Cold War 2 is a 2016 Hong Kong-Chinese crime thriller film written and directed by Longman Leung and Sunny Luk. The film is a sequel to the 2012 box office hit, Cold War, and stars returning cast members Aaron Kwok, Tony Leung, Charlie Young, Eddie Peng, Aarif Rahman and Ma Yili, joined by new cast members Chow Yun-fat, Janice Man, Tony Yang and Bibi Zhou. Cold War 2 was released on 8 July 2016 in 2D, 3D and IMAX 3D.

Plot

The Hong Kong Police Force holds a funeral for two Senior Assistant Commissioners killed during the previous film. Shortly after, Commissioner Sean Lau (Aaron Kwok) receives a call from one of the culprits behind the theft of the police van. He is told that his wife has been kidnapped and that he must release Joe Lee (Eddie Peng) for her to survive. Lau overrides standard procedure to transfer Joe out of prison, and is told by the kidnapper to bring Joe to the metro station. There, Joe is able to escape with the aid of several accomplices, one of whom sets off a bomb. The culprits leave Lau's wife alive at the station.

Lau's actions are criticized by the media and by numerous politicians, leading to a public inquiry. Fearing that the police have been infiltrated, Lau privately requests Billy Cheung (Aarif Rahman), an ICAC Principal Investigator who assisted him in the previous movie, to form a separate squad independent of the police, so they can track down the culprits. Meanwhile, MB Lee (Tony Leung), a deputy police commissioner who is about to retire, is confronted by his fugitive son along with Peter Choi (Chang Kuo-chu), a former police commissioner and MB Lee's mentor who is now manipulating politics behind the scenes. Choi is revealed as the mastermind behind the troubles of the previous film, and his current goal is to remove Lau, who is not a member of his ring, and to place his own followers into positions of power during the next election. Choi has formed a militant band consisting of former police officers who were expelled or faked their own deaths. He promises Lee not only the position of commissioner, but also of security secretary later on, upon which Lee gives into temptation and help his son.
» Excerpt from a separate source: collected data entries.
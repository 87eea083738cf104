//! The `TableStore` port and the generic [`Repository`] built on it.
//!
//! The trait is implemented by storage backends (e.g. `sanya-store-csv`).
//! Everything above it (repositories, [`crate::tracker::Tracker`],
//! [`crate::accounts::Accounts`]) is written against this abstraction and
//! receives the store handle at construction.
//!
//! Every mutation is a full read-modify-write of one table. There is no
//! locking: two concurrent writers to the same table race and the later
//! write wins.

use std::{future::Future, marker::PhantomData, sync::Arc};

use crate::{
  Error, Result,
  record::{Record, Row, TableDef, next_id},
};

// ─── Trait ───────────────────────────────────────────────────────────────────

/// Whole-table persistence for rows of string fields.
///
/// All methods return `Send` futures so the trait can be used in
/// multi-threaded async runtimes (e.g. tokio with `axum`).
pub trait TableStore: Send + Sync {
  type Error: std::error::Error + Send + Sync + 'static;

  /// Read every data row of `table`, header excluded. A missing table is
  /// empty; any other failure is an error.
  fn try_read(
    &self,
    table: &'static TableDef,
  ) -> impl Future<Output = Result<Vec<Row>, Self::Error>> + Send + '_;

  /// Lenient variant of [`TableStore::try_read`]: failures read as an empty
  /// table and are logged.
  fn read(
    &self,
    table: &'static TableDef,
  ) -> impl Future<Output = Vec<Row>> + Send + '_ {
    async move {
      match self.try_read(table).await {
        Ok(rows) => rows,
        Err(e) => {
          tracing::warn!(table = table.file, error = %e, "unreadable table treated as empty");
          Vec::new()
        }
      }
    }
  }

  /// Replace the whole table with `rows` under the table's header.
  fn write(
    &self,
    table: &'static TableDef,
    rows: Vec<Row>,
  ) -> impl Future<Output = Result<(), Self::Error>> + Send + '_;

  /// Add one row without reading or rewriting the existing content.
  fn append(
    &self,
    table: &'static TableDef,
    row: Row,
  ) -> impl Future<Output = Result<(), Self::Error>> + Send + '_;
}

// ─── Repository ──────────────────────────────────────────────────────────────

/// Create/find/update/delete for one entity type over a [`TableStore`].
pub struct Repository<T, S> {
  store:  Arc<S>,
  _table: PhantomData<fn() -> T>,
}

impl<T, S> Clone for Repository<T, S> {
  fn clone(&self) -> Self {
    Self { store: Arc::clone(&self.store), _table: PhantomData }
  }
}

impl<T, S> Repository<T, S>
where
  T: Record,
  S: TableStore,
{
  pub fn new(store: Arc<S>) -> Self { Self { store, _table: PhantomData } }

  /// Every record in the table; empty if the table cannot be read. Rows
  /// that do not decode are skipped and logged.
  pub async fn find_all(&self) -> Result<Vec<T>> {
    let rows = self.store.read(&T::TABLE).await;
    Ok(decode_lenient(&rows))
  }

  pub async fn find_by_id(&self, id: &str) -> Result<Option<T>> {
    if id.is_empty() {
      return Ok(None);
    }
    Ok(self.find_all().await?.into_iter().find(|r| r.id() == id))
  }

  /// Insert or replace `record`, assigning an id first if it has none.
  /// Returns the record as saved.
  pub async fn save(&self, mut record: T) -> Result<T> {
    let mut records = self.load_for_write().await?;
    backfill_ids(&mut records)?;

    if record.id().is_empty() {
      let id = next_id(
        T::id_policy(),
        T::TABLE.entity,
        records.iter().map(Record::id),
      )?;
      record.set_id(id);
    }

    match records.iter_mut().find(|r| r.id() == record.id()) {
      Some(slot) => *slot = record.clone(),
      None => records.push(record.clone()),
    }

    self.write_all(&records).await?;
    Ok(record)
  }

  /// Remove the record with `id`. Returns `false`, leaving the table
  /// untouched, if no such record exists.
  pub async fn delete(&self, id: &str) -> Result<bool> {
    if id.is_empty() {
      return Ok(false);
    }
    let mut records = self.load_for_write().await?;
    let before = records.len();
    records.retain(|r| r.id() != id);
    if records.len() == before {
      return Ok(false);
    }
    self.write_all(&records).await?;
    Ok(true)
  }

  /// Fast-path insert for a record that already carries its id. No
  /// duplicate check is made.
  pub async fn append(&self, record: &T) -> Result<()> {
    if record.id().is_empty() {
      return Err(Error::MissingId(T::TABLE.entity));
    }
    self
      .store
      .append(&T::TABLE, record.to_row())
      .await
      .map_err(Error::store)
  }

  async fn load_for_write(&self) -> Result<Vec<T>> {
    let rows = self.store.try_read(&T::TABLE).await.map_err(Error::store)?;
    decode_all(&rows)
  }

  async fn write_all(&self, records: &[T]) -> Result<()> {
    let rows = records.iter().map(Record::to_row).collect();
    self.store.write(&T::TABLE, rows).await.map_err(Error::store)
  }
}

fn decode_all<T: Record>(rows: &[Row]) -> Result<Vec<T>> {
  rows.iter().map(|row| T::from_row(row)).collect()
}

fn decode_lenient<T: Record>(rows: &[Row]) -> Vec<T> {
  rows
    .iter()
    .enumerate()
    .filter_map(|(i, row)| match T::from_row(row) {
      Ok(record) => Some(record),
      Err(e) => {
        tracing::warn!(table = T::TABLE.file, row = i + 1, error = %e, "undecodable row skipped");
        None
      }
    })
    .collect()
}

/// Give legacy records that were stored without an id their own id.
fn backfill_ids<T: Record>(records: &mut [T]) -> Result<()> {
  for i in 0..records.len() {
    if records[i].id().is_empty() {
      let id = next_id(
        T::id_policy(),
        T::TABLE.entity,
        records.iter().map(Record::id),
      )?;
      tracing::debug!(table = T::TABLE.file, %id, "assigned id to legacy row");
      records[i].set_id(id);
    }
  }
  Ok(())
}
//! Bulk import of table files through the append fast path.
//!
//! The source file uses the same layout as the data directory (header row
//! first). Every row must already carry an id; rows whose id is present in
//! the target table are skipped.

use std::{collections::HashSet, path::Path, sync::Arc};

use anyhow::{Context as _, bail};
use sanya_core::{
  politician::{Campaign, Politician},
  promise::{Promise, PromiseUpdate},
  record::{Record, Row},
  store::{Repository, TableStore},
  user::User,
};

/// A table that can be imported.
#[derive(Debug, Clone, Copy, PartialEq, Eq, clap::ValueEnum)]
pub enum Table {
  Politicians,
  Campaigns,
  Promises,
  PromiseUpdates,
  Users,
}

#[derive(Debug, Default, PartialEq, Eq)]
pub struct ImportReport {
  pub imported: usize,
  pub skipped:  usize,
}

/// Append every row of the file at `path` to `table`.
pub async fn import_file<S>(store: Arc<S>, table: Table, path: &Path) -> anyhow::Result<ImportReport>
where
  S: TableStore,
{
  let text = tokio::fs::read_to_string(path)
    .await
    .with_context(|| format!("failed to read {}", path.display()))?;
  let rows = sanya_csv::parse_rows(&text)
    .with_context(|| format!("failed to parse {}", path.display()))?;

  match table {
    Table::Politicians => import_rows::<Politician, S>(store, rows).await,
    Table::Campaigns => import_rows::<Campaign, S>(store, rows).await,
    Table::Promises => import_rows::<Promise, S>(store, rows).await,
    Table::PromiseUpdates => import_rows::<PromiseUpdate, S>(store, rows).await,
    Table::Users => import_rows::<User, S>(store, rows).await,
  }
}

async fn import_rows<T, S>(store: Arc<S>, rows: Vec<Row>) -> anyhow::Result<ImportReport>
where
  T: Record,
  S: TableStore,
{
  let records = rows
    .iter()
    .enumerate()
    .map(|(i, row)| {
      // +2: one for the header, one for 1-based numbering.
      T::from_row(row).with_context(|| format!("record {} is invalid", i + 2))
    })
    .collect::<anyhow::Result<Vec<T>>>()?;

  if let Some(pos) = records.iter().position(|r| r.id().is_empty()) {
    bail!("record {} has no id; import needs pre-assigned ids", pos + 2);
  }

  let repo = Repository::<T, S>::new(store);
  let mut seen: HashSet<String> =
    repo.find_all().await?.iter().map(|r| r.id().to_owned()).collect();

  let mut report = ImportReport::default();
  for record in &records {
    if !seen.insert(record.id().to_owned()) {
      tracing::warn!(table = T::TABLE.file, id = record.id(), "duplicate id skipped");
      report.skipped += 1;
      continue;
    }
    repo.append(record).await?;
    report.imported += 1;
  }

  tracing::info!(
    table = T::TABLE.file,
    imported = report.imported,
    skipped = report.skipped,
    "import finished",
  );
  Ok(report)
}
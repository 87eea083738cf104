//! Delimited-record codec for Sanya tables.
//!
//! Converts between comma-delimited text and rows of string fields. Pure
//! synchronous; no file-system or async dependencies.
//!
//! Quoting rules:
//!
//! - a field wrapped in `"` may contain the delimiter or embedded newlines;
//! - `""` inside a quoted field is one literal `"`;
//! - unquoted whitespace around a field is trimmed;
//! - lines holding only whitespace are skipped.
//!
//! # Quick start
//!
//! ```
//! let text = sanya_csv::serialize_table(
//!   &["id", "name"],
//!   &[vec!["1".to_string(), "Build a hospital, then a school".to_string()]],
//! );
//! let rows = sanya_csv::parse_rows(&text).unwrap();
//! assert_eq!(rows[0][1], "Build a hospital, then a school");
//! ```

pub mod error;
mod parse;
mod serialize;

pub use error::{Error, Result};

/// Field separator.
pub const DELIMITER: char = ',';
/// Quote character.
pub const QUOTE: char = '"';

/// Parse every record of `input`, including the header.
pub fn parse_records(input: &str) -> Result<Vec<Vec<String>>> {
  parse::parse_records(input)
}

/// Parse `input` and drop the first (header) record.
pub fn parse_rows(input: &str) -> Result<Vec<Vec<String>>> {
  let mut records = parse::parse_records(input)?;
  if records.is_empty() {
    return Ok(records);
  }
  records.remove(0);
  Ok(records)
}

/// Serialize one record as a single logical line (no newline appended).
pub fn serialize_record<S: AsRef<str>>(fields: &[S]) -> String {
  serialize::serialize_record(fields)
}

/// Serialize a header plus rows; records are `\n`-separated with no trailing
/// newline.
pub fn serialize_table<H, R>(headers: &[H], rows: &[R]) -> String
where
  H: AsRef<str>,
  R: AsRef<[String]>,
{
  serialize::serialize_table(headers, rows)
}

// ─── Round-trip tests ────────────────────────────────────────────────────────

#[cfg(test)]
mod roundtrip_tests {
  use super::*;

  #[test]
  fn awkward_fields_survive() {
    let row = vec![
      "7".to_string(),
      "comma, inside".to_string(),
      "quote \" inside".to_string(),
      "multi\nline\nvalue".to_string(),
      "  leading and trailing  ".to_string(),
      String::new(),
      "กำลังดำเนินการ".to_string(),
    ];
    let headers = ["a", "b", "c", "d", "e", "f", "g"];

    let text = serialize_table(&headers, std::slice::from_ref(&row));
    let rows = parse_rows(&text).unwrap();

    assert_eq!(rows, vec![row]);
  }

  #[test]
  fn header_only_file_has_no_rows() {
    assert!(parse_rows("id,name").unwrap().is_empty());
    assert!(parse_rows("").unwrap().is_empty());
  }

  #[test]
  fn appended_record_parses_after_table() {
    let mut text = serialize_table(&["id", "name"], &[vec!["1".to_string(), "a".to_string()]]);
    text.push('\n');
    text.push_str(&serialize_record(&["2", "b, c"]));

    let rows = parse_rows(&text).unwrap();
    assert_eq!(rows.len(), 2);
    assert_eq!(rows[1], vec!["2".to_string(), "b, c".to_string()]);
  }
}
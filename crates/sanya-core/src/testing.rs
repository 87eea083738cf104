//! In-memory [`TableStore`] fake for unit tests.

use std::{
  collections::HashMap,
  io,
  sync::{
    Mutex,
    atomic::{AtomicBool, AtomicUsize, Ordering},
  },
};

use crate::{
  record::{Row, TableDef},
  store::TableStore,
};

#[derive(Default)]
pub(crate) struct MemoryStore {
  tables:     Mutex<HashMap<&'static str, Vec<Row>>>,
  writes:     AtomicUsize,
  fail_reads: AtomicBool,
}

impl MemoryStore {
  pub fn seed(&self, table: &TableDef, rows: Vec<Row>) {
    self.tables.lock().unwrap().insert(table.file, rows);
  }

  pub fn snapshot(&self, table: &TableDef) -> Vec<Row> {
    self.tables.lock().unwrap().get(table.file).cloned().unwrap_or_default()
  }

  pub fn write_count(&self) -> usize { self.writes.load(Ordering::SeqCst) }

  pub fn fail_reads(&self, fail: bool) { self.fail_reads.store(fail, Ordering::SeqCst); }
}

impl TableStore for MemoryStore {
  type Error = io::Error;

  async fn try_read(&self, table: &'static TableDef) -> Result<Vec<Row>, io::Error> {
    if self.fail_reads.load(Ordering::SeqCst) {
      return Err(io::Error::other("injected read failure"));
    }
    Ok(self.snapshot(table))
  }

  async fn write(&self, table: &'static TableDef, rows: Vec<Row>) -> Result<(), io::Error> {
    self.writes.fetch_add(1, Ordering::SeqCst);
    self.tables.lock().unwrap().insert(table.file, rows);
    Ok(())
  }

  async fn append(&self, table: &'static TableDef, row: Row) -> Result<(), io::Error> {
    self.tables.lock().unwrap().entry(table.file).or_default().push(row);
    Ok(())
  }
}
//! Handlers for `/promises` endpoints.
//!
//! | Method   | Path | Notes |
//! |----------|------|-------|
//! | `GET`    | `/promises` | `?sortBy=createdAt\|updatedAt\|promiseDate&order=asc\|desc&politicianId=&status=` |
//! | `POST`   | `/promises` | Admin |
//! | `GET`    | `/promises/{id}` | 404 if not found |
//! | `PUT`    | `/promises/{id}` | Admin. Partial body; advances `updatedAt` |
//! | `DELETE` | `/promises/{id}` | Admin |

use axum::extract::{Path, State};
use sanya_core::{
  promise::{NewPromise, PromisePatch, PromiseStatus},
  record::SortOrder,
  store::TableStore,
  tracker::{PromiseFilter, PromiseSortField, PromiseWithPolitician},
};
use serde::Deserialize;

use crate::{
  AppState,
  error::ApiError,
  extract::{ApiJson, ApiQuery, Created, Data, Message},
  session::AdminUser,
};

// ─── List ─────────────────────────────────────────────────────────────────────

#[derive(Debug, Default, Deserialize)]
#[serde(rename_all = "camelCase")]
pub struct ListParams {
  #[serde(default)]
  pub sort_by:       PromiseSortField,
  #[serde(default)]
  pub order:         SortOrder,
  pub politician_id: Option<String>,
  pub status:        Option<PromiseStatus>,
}

impl From<ListParams> for PromiseFilter {
  fn from(p: ListParams) -> Self {
    Self {
      sort_by:       p.sort_by,
      order:         p.order,
      politician_id: p.politician_id.filter(|id| !id.is_empty()),
      status:        p.status,
    }
  }
}

/// `GET /promises`
pub async fn list<S: TableStore + 'static>(
  State(state): State<AppState<S>>,
  ApiQuery(params): ApiQuery<ListParams>,
) -> Result<Data<Vec<PromiseWithPolitician>>, ApiError> {
  let filter = PromiseFilter::from(params);
  Ok(Data(state.tracker.list_promises(&filter).await?))
}

// ─── Create ───────────────────────────────────────────────────────────────────

/// `POST /promises`
pub async fn create<S: TableStore + 'static>(
  State(state): State<AppState<S>>,
  _admin: AdminUser,
  ApiJson(body): ApiJson<NewPromise>,
) -> Result<Created<PromiseWithPolitician>, ApiError> {
  Ok(Created(state.tracker.create_promise(body).await?))
}

// ─── Get / update / delete ──────────────────────────────────────────────────

/// `GET /promises/{id}`
pub async fn get_one<S: TableStore + 'static>(
  State(state): State<AppState<S>>,
  Path(id): Path<String>,
) -> Result<Data<PromiseWithPolitician>, ApiError> {
  state
    .tracker
    .promise_with_politician(&id)
    .await?
    .map(Data)
    .ok_or_else(|| ApiError::NotFound("Promise not found".into()))
}

/// `PUT /promises/{id}`
pub async fn update<S: TableStore + 'static>(
  State(state): State<AppState<S>>,
  _admin: AdminUser,
  Path(id): Path<String>,
  ApiJson(patch): ApiJson<PromisePatch>,
) -> Result<Data<PromiseWithPolitician>, ApiError> {
  Ok(Data(state.tracker.update_promise(&id, patch).await?))
}

/// `DELETE /promises/{id}`
pub async fn delete<S: TableStore + 'static>(
  State(state): State<AppState<S>>,
  _admin: AdminUser,
  Path(id): Path<String>,
) -> Result<Message, ApiError> {
  if !state.tracker.delete_promise(&id).await? {
    return Err(ApiError::NotFound("Promise not found".into()));
  }
  Ok(Message("Promise deleted successfully"))
}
A legislator named Oswald Kan (Chow Yun-fat) is convinced by his old friend and junior Edward Lai (Waise Lee), the current secretary of justice, to participate in the public inquiry into Lau, but is taken aback when Lee openly criticizes Lau, rather than defending him, which he was supposed to do initially . Kan deduces that Lee is being controlled, and tells his pupils to investigate, one of whom, Bella Au (Janice Man), decides to secretly follow Lee, and later Choi whom Lee confers with. Realizing that they are being followed, Choi orders a subordinate to crash into Au's car, causing a chain collision in which Au is killed, and Choi's car is trapped. Lau arrives to investigate, and a shoot-out occurs, in which Joe is shot and severely injured by Lau, but Choi escapes. Lee chastises Lau for failing to keep his promise of Joe's safety and almost get into a fight before Kan interferes. Afterwards, Kan finds a photograph taken by Au of Choi and Lee together.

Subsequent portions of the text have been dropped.